Enchondroma resulting from loss of a Stk11-dependent switch of proliferative chondrocytes to a postmitotic fate . . . By Lick Pui Lai, PhD; University of Southern California, Los Angeles, CA

Stk11 (also known as liver kinase b1 (Lkb1)) is a serinethreonine protein kinase that acts upstream of the AMPactivated protein kinase (AMPK) family in coupling energy homeostasis to cell growth, proliferation and survival. Through chondrocyte-specific removal of Lkb1 activity, we showed that Stk11 is required for the normal switch of mitotic chondrocytes to a postmitotic hypertrophic chondrocyte fate. Consequently, it led to a dramatic overgrowth of the growth plate in the Stk11-mutant postnatal skeletal elements. To determine the molecular mechanisms underlying Stk11 action, we examined the mTOR pathway, which is inhibited through AMPK in growth regulation. Strikingly, rapamycin treatment of the pregnant mouse was able to rescue the delay in chondrocyte hypertrophy in Stk11mutant embryos, suggesting that Stk11 inhibition of mTOR signaling is critical for the switch in chondrocyte fate.
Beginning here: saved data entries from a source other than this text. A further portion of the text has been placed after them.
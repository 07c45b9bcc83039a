//! Integration tests for the full recording pipeline.
//!
//! These tests drive a real session over loopback UDP:
//! - Telemetry → Listener → Event Bus → Recorder → IGC file
//! - Recording lifecycle events and zero-fix cleanup
//! - Queue draining on session shutdown
//!
//! Run with: `cargo test --test recording_pipeline`

use std::net::{SocketAddr, UdpSocket};
use std::path::Path;
use std::time::Duration;

use serde_json::Value;
use tempfile::TempDir;

use igcbridge::events::{Event, EventKind};
use igcbridge::igc::RecordingMetadata;
use igcbridge::session::{Session, SessionConfig, SessionError};
use igcbridge::recorder::RecorderError;

// ============================================================================
// Test Helpers
// ============================================================================

/// Session bound to an ephemeral port, writing into `dir`, admitting every fix.
fn create_session(dir: &Path) -> Session {
    let config = SessionConfig::builder()
        .udp_port(0)
        .output_dir(dir)
        .file_prefix("TEST")
        .recording_interval(Duration::ZERO)
        .consumer_yield(Duration::from_millis(1))
        .pilot_name("Jane Pilot")
        .build();
    Session::new(config)
}

/// Loopback address of the session's listener.
fn target(session: &Session) -> SocketAddr {
    let port = session.listener().local_addr().unwrap().port();
    SocketAddr::from(([127, 0, 0, 1], port))
}

fn xgps_line(lat: f64, lon: f64, alt: f64) -> String {
    format!("XGPSAerofly FS 4,{lon},{lat},{alt},90.0,30.0")
}

/// Send each line as its own datagram, pacing them so none are coalesced.
async fn send_lines(to: SocketAddr, lines: &[String]) {
    let socket = UdpSocket::bind("127.0.0.1:0").unwrap();
    for line in lines {
        socket.send_to(line.as_bytes(), to).unwrap();
        tokio::time::sleep(Duration::from_millis(5)).await;
    }
}

/// Poll until the writer reports `count` fixes or the deadline passes.
async fn wait_for_fixes(session: &Session, count: u32) {
    let deadline = tokio::time::Instant::now() + Duration::from_secs(5);
    while tokio::time::Instant::now() < deadline {
        if session.recorder().writer().status().await.fix_count >= count {
            return;
        }
        tokio::time::sleep(Duration::from_millis(10)).await;
    }
    panic!("timed out waiting for {} fixes", count);
}

fn b_records(path: &Path) -> Vec<String> {
    std::fs::read_to_string(path)
        .unwrap()
        .split("\r\n")
        .filter(|line| line.starts_with('B'))
        .map(str::to_string)
        .collect()
}

fn kinds(events: &[Event]) -> Vec<EventKind> {
    events.iter().map(Event::kind).collect()
}

// ============================================================================
// Telemetry → IGC file
// ============================================================================

#[tokio::test]
async fn test_udp_telemetry_recorded_as_fixes() {
    let temp = TempDir::new().unwrap();
    let session = create_session(temp.path());
    session.start().await.unwrap();

    let path = session.start_recording(None).await.unwrap();
    assert!(path.starts_with(temp.path()));
    assert!(path.file_name().unwrap().to_str().unwrap().starts_with("TEST_"));

    let lines: Vec<String> = (0..5)
        .map(|i| xgps_line(47.0 + i as f64 * 0.01, 8.5, 1200.0))
        .collect();
    send_lines(target(&session), &lines).await;
    wait_for_fixes(&session, 5).await;

    let summary = session.stop_recording().await.unwrap();
    assert_eq!(summary.fix_count, 5);
    assert_eq!(summary.path.as_deref(), Some(path.as_path()));

    let content = std::fs::read_to_string(&path).unwrap();
    assert!(content.starts_with("AXAFSIM\r\n"));
    assert!(content.contains("HFPLTPILOTINCHARGE:Jane Pilot\r\n"));
    assert!(content.contains("LEND Recording ended at "));

    let records = b_records(&path);
    assert_eq!(records.len(), 5);
    assert!(records[0].starts_with("B120001"));
    assert!(records[4].starts_with("B120005"));
    assert!(records.iter().all(|r| r.len() == 41));

    session.stop().await;
}

#[tokio::test]
async fn test_fixes_written_in_arrival_order() {
    let temp = TempDir::new().unwrap();
    let session = create_session(temp.path());
    session.start().await.unwrap();
    let path = session.start_recording(None).await.unwrap();

    // Latitudes A < B < C, distinguishable in the B records
    let lines = vec![
        xgps_line(10.0, 0.0, 100.0),
        xgps_line(20.0, 0.0, 100.0),
        xgps_line(30.0, 0.0, 100.0),
    ];
    send_lines(target(&session), &lines).await;
    wait_for_fixes(&session, 3).await;
    session.stop_recording().await.unwrap();

    let latitudes: Vec<String> = b_records(&path).iter().map(|r| r[7..15].to_string()).collect();
    assert_eq!(latitudes, vec!["1000000N", "2000000N", "3000000N"]);

    session.stop().await;
}

#[tokio::test]
async fn test_attitude_and_garbage_do_not_create_fixes() {
    let temp = TempDir::new().unwrap();
    let session = create_session(temp.path());
    session.start().await.unwrap();
    let path = session.start_recording(None).await.unwrap();

    let lines = vec![
        "XATTAerofly FS 4,180.5,15.3,-5.7".to_string(),
        "INVALID".to_string(),
        "XGPSSim,1,2".to_string(),
        xgps_line(47.0, 8.5, 500.0),
    ];
    send_lines(target(&session), &lines).await;
    wait_for_fixes(&session, 1).await;

    let summary = session.stop_recording().await.unwrap();
    assert_eq!(summary.fix_count, 1);
    assert_eq!(b_records(&path).len(), 1);

    let attitude = session.listener().latest_attitude().unwrap();
    assert_eq!(attitude.heading(), 180.5);
    assert!(session.listener().has_connection());
    assert!(session.listener().connection_status().datagrams_received >= 4);

    session.stop().await;
}

#[tokio::test]
async fn test_telemetry_before_recording_is_not_written() {
    let temp = TempDir::new().unwrap();
    let session = create_session(temp.path());
    session.start().await.unwrap();

    send_lines(target(&session), &[xgps_line(47.0, 8.5, 500.0)]).await;
    tokio::time::sleep(Duration::from_millis(50)).await;
    assert!(session.recorder().latest_position().is_some());

    let path = session.start_recording(None).await.unwrap();
    send_lines(target(&session), &[xgps_line(48.0, 8.5, 500.0)]).await;
    wait_for_fixes(&session, 1).await;
    session.stop_recording().await.unwrap();

    let records = b_records(&path);
    assert_eq!(records.len(), 1);
    assert_eq!(&records[0][7..15], "4800000N");

    session.stop().await;
}

// ============================================================================
// Recording lifecycle
// ============================================================================

#[tokio::test]
async fn test_zero_fix_recording_removes_file() {
    let temp = TempDir::new().unwrap();
    let session = create_session(temp.path());
    session.start().await.unwrap();

    let path = session.start_recording(None).await.unwrap();
    assert!(path.exists());

    let summary = session.stop_recording().await.unwrap();
    assert_eq!(summary.fix_count, 0);
    assert!(summary.path.is_none());
    assert!(!path.exists());

    let stopped = session.bus().history_of(EventKind::RecordingStopped);
    assert_eq!(stopped.len(), 1);
    assert_eq!(stopped[0].get("filename"), Some(&Value::Null));
    assert_eq!(stopped[0].get("fix_count"), Some(&Value::from(0)));

    session.stop().await;
}

#[tokio::test]
async fn test_double_start_recording_keeps_first_session() {
    let temp = TempDir::new().unwrap();
    let session = create_session(temp.path());
    session.start().await.unwrap();

    let first = session.start_recording(None).await.unwrap();
    let err = session.start_recording(None).await.unwrap_err();
    assert!(matches!(
        err,
        SessionError::Recorder(RecorderError::AlreadyRecording)
    ));

    send_lines(target(&session), &[xgps_line(47.0, 8.5, 500.0)]).await;
    wait_for_fixes(&session, 1).await;

    let summary = session.stop_recording().await.unwrap();
    assert_eq!(summary.path.as_deref(), Some(first.as_path()));
    assert_eq!(summary.fix_count, 1);

    session.stop().await;
}

#[tokio::test]
async fn test_recording_requires_running_session() {
    let temp = TempDir::new().unwrap();
    let session = create_session(temp.path());

    assert!(matches!(
        session.start_recording(None).await,
        Err(SessionError::NotRunning)
    ));
    assert!(matches!(
        session.stop_recording().await,
        Err(SessionError::NotRunning)
    ));

    session.start().await.unwrap();
    assert!(matches!(
        session.stop_recording().await,
        Err(SessionError::Recorder(RecorderError::NotRecording))
    ));
    session.stop().await;
}

#[tokio::test]
async fn test_metadata_overrides_defaults() {
    let temp = TempDir::new().unwrap();
    let session = create_session(temp.path());
    session.start().await.unwrap();

    let metadata = RecordingMetadata {
        pilot_name: String::new(),
        glider_type: "ASK 21".to_string(),
        glider_id: "D-1234".to_string(),
        competition_class: Some("Club".to_string()),
    };
    let path = session.start_recording(Some(metadata)).await.unwrap();
    send_lines(target(&session), &[xgps_line(47.0, 8.5, 500.0)]).await;
    wait_for_fixes(&session, 1).await;
    session.stop_recording().await.unwrap();

    let content = std::fs::read_to_string(&path).unwrap();
    assert!(content.contains("HFPLTPILOTINCHARGE:Jane Pilot\r\n"));
    assert!(content.contains("HFGTYGLIDERTYPE:ASK 21\r\n"));
    assert!(content.contains("HFGIDGLIDERID:D-1234\r\n"));
    assert!(content.contains("HFCCLCOMPETITIONCLASS:Club\r\n"));

    session.stop().await;
}

// ============================================================================
// Shutdown
// ============================================================================

#[tokio::test]
async fn test_session_stop_closes_open_recording() {
    let temp = TempDir::new().unwrap();
    let session = create_session(temp.path());
    session.start().await.unwrap();
    let path = session.start_recording(None).await.unwrap();

    let lines: Vec<String> = (0..10)
        .map(|i| xgps_line(47.0, 8.5 + i as f64 * 0.001, 900.0))
        .collect();
    send_lines(target(&session), &lines).await;
    wait_for_fixes(&session, 10).await;

    session.stop().await;
    assert!(!session.is_running().await);
    assert!(!session.recorder().writer().is_recording().await);

    assert_eq!(b_records(&path).len(), 10);
    let history = kinds(&session.bus().history());
    assert!(history.contains(&EventKind::RecordingStopped));
    assert_eq!(history.last(), Some(&EventKind::ConnectionLost));
}

#[tokio::test]
async fn test_shutdown_request_cancels_token() {
    let temp = TempDir::new().unwrap();
    let session = create_session(temp.path());
    session.start().await.unwrap();

    let token = session.shutdown_token();
    assert!(!token.is_cancelled());

    session.request_shutdown();
    tokio::time::timeout(Duration::from_secs(1), token.cancelled())
        .await
        .expect("shutdown token should be cancelled");

    session.stop().await;
}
Since the dramatic overgrowth of the growth plate is characteristic of enchondroma, we also examined the tumorigenicity of the mutant chondrocytes both in vitro and in vivo. In contrast to wild-type chondrocytes isolated from the postnatal day-30 growth plate, Stk11-mutant chondrocytes proliferated and formed colonies in monolayer and anchorage-independent agar cultures, indicative of a neoplastic transformation in vitro. Similarly, allotransplantation of mutant chondrocytes into immune-deficient NOG mice also resulted in tumor formation in vivo. Gene Ontology analysis of gene expression profiles indicated an augmented activity of cell proliferation and cell cycle regulators within the enchondroma-chondrocyte population compared to chondrocytes in the normal growth plate. Taken together, these data demonstrated an unexpected role of Stk11 in balancing proliferative and nonproliferative hypertrophic states of chondrocyte development through the regulation of mTOR signaling. Stk11 is a known tumor suppressor; our findings raise the possibility that loss of Stk11 may play a role in human enchondroma, a possibility that we are investigating.